EXERCISE REQUIREMENTS
From the records below, transcribe exactly the lines that begin at the line with "filename bridge/src/lib.rs" and end at the line with "pub mod move_state;", both included.

AVAILABLE DATA
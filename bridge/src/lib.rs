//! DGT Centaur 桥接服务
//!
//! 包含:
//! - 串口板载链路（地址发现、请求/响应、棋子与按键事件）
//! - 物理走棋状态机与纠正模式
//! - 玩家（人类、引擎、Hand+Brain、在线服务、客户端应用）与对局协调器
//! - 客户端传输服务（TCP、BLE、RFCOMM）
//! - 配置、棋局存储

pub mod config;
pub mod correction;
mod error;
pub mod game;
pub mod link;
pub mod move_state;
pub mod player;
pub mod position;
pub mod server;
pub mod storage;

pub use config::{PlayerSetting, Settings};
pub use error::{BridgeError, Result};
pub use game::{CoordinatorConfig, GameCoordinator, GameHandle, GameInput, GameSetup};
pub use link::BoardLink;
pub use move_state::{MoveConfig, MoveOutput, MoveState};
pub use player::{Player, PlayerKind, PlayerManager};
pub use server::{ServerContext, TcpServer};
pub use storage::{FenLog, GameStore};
* * *
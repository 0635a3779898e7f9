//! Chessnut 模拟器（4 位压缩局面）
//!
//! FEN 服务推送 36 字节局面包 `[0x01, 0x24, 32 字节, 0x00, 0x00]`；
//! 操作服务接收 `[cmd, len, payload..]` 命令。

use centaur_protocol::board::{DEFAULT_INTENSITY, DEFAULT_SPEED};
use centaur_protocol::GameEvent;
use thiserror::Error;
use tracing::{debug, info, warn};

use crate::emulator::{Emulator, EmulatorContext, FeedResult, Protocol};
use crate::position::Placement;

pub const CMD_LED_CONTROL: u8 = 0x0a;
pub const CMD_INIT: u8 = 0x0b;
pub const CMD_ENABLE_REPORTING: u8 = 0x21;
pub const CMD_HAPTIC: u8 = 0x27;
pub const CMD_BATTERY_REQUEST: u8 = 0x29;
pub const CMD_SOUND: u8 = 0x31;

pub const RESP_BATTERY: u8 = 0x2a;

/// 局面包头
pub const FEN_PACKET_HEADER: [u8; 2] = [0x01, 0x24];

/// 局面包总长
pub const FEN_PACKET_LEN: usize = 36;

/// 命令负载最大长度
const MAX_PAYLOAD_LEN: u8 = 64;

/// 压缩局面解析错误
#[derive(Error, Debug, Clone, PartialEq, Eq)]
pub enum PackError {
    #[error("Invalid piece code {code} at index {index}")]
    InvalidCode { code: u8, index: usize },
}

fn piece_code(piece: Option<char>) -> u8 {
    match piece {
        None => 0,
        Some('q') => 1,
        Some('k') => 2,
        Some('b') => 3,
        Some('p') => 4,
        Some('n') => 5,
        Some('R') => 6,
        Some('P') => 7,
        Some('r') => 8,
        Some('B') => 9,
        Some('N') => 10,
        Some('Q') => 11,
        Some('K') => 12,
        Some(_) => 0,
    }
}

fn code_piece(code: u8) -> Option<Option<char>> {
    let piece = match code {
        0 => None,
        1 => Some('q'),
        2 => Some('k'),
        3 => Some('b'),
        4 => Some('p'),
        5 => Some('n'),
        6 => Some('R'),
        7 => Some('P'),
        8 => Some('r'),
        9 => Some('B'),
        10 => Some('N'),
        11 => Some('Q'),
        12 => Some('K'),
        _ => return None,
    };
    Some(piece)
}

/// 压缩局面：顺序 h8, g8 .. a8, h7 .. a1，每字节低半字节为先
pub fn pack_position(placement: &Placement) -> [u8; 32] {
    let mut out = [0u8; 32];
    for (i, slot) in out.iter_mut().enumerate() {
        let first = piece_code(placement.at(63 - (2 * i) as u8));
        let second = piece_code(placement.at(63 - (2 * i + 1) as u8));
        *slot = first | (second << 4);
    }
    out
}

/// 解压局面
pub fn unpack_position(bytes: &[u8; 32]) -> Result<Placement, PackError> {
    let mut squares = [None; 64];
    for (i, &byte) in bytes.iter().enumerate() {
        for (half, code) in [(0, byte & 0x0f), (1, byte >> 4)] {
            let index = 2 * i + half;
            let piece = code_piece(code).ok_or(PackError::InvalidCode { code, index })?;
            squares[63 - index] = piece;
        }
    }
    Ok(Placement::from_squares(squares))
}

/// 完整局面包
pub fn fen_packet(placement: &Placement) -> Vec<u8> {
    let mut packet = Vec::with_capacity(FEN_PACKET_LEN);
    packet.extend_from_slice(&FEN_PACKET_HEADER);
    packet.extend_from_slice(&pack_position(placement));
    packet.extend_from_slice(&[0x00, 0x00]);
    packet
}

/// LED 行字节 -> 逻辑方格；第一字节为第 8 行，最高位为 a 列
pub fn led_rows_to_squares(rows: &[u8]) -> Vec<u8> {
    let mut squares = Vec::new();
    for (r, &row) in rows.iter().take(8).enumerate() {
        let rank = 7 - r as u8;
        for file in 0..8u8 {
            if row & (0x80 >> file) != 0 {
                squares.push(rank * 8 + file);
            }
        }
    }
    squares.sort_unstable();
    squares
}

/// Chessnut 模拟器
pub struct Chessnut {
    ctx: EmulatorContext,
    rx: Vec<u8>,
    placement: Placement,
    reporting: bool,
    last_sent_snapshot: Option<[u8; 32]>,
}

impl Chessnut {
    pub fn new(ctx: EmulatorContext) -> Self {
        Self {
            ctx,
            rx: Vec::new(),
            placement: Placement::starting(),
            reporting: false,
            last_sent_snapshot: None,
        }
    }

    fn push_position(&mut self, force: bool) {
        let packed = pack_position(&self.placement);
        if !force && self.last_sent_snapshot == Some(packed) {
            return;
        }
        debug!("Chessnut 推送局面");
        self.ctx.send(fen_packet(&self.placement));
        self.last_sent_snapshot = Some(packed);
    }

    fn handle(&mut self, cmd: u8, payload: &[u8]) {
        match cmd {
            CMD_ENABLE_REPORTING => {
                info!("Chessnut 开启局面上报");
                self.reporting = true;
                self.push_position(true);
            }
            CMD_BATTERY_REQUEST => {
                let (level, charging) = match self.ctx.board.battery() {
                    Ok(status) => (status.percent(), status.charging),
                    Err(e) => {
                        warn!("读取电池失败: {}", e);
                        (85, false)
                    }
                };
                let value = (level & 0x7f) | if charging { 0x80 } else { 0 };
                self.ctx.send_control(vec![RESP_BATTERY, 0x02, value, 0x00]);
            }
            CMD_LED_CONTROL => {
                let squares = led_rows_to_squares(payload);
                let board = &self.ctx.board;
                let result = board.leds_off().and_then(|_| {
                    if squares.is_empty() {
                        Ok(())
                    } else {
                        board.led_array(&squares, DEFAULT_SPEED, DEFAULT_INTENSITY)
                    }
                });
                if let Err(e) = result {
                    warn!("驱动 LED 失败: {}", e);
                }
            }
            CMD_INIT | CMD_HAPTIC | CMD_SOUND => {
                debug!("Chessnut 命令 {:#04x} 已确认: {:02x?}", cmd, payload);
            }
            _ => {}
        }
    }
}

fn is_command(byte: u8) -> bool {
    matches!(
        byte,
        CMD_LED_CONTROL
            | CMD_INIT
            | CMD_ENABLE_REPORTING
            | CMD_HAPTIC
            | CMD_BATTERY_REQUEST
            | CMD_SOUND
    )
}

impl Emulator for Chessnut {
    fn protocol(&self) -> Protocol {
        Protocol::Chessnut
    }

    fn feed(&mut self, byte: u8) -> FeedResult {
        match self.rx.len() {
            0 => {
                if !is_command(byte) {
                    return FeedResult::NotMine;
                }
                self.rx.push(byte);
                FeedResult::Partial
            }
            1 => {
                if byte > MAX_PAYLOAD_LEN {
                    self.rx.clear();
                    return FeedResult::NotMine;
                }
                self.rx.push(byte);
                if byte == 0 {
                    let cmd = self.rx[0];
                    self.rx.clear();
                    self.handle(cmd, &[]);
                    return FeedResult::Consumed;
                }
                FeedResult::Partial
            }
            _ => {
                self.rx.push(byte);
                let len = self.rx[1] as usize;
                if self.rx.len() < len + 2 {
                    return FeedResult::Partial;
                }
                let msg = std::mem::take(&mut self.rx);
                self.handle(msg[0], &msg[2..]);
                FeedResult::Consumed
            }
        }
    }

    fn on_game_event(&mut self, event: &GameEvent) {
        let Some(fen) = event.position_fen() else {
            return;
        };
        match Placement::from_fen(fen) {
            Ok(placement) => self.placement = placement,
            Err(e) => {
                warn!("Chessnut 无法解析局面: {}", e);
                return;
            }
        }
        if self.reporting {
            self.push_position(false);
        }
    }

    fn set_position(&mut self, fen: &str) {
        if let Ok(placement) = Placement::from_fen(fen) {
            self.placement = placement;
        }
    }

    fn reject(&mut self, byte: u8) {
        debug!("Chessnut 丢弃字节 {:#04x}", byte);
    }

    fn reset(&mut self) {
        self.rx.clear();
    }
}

RESULT FOR THIS EXERCISE
filename bridge/src/lib.rs
//! DGT Centaur 桥接服务
//!
//! 包含:
//! - 串口板载链路（地址发现、请求/响应、棋子与按键事件）
//! - 物理走棋状态机与纠正模式
//! - 玩家（人类、引擎、Hand+Brain、在线服务、客户端应用）与对局协调器
//! - 客户端传输服务（TCP、BLE、RFCOMM）
//! - 配置、棋局存储

pub mod config;
pub mod correction;
mod error;
pub mod game;
pub mod link;
pub mod move_state;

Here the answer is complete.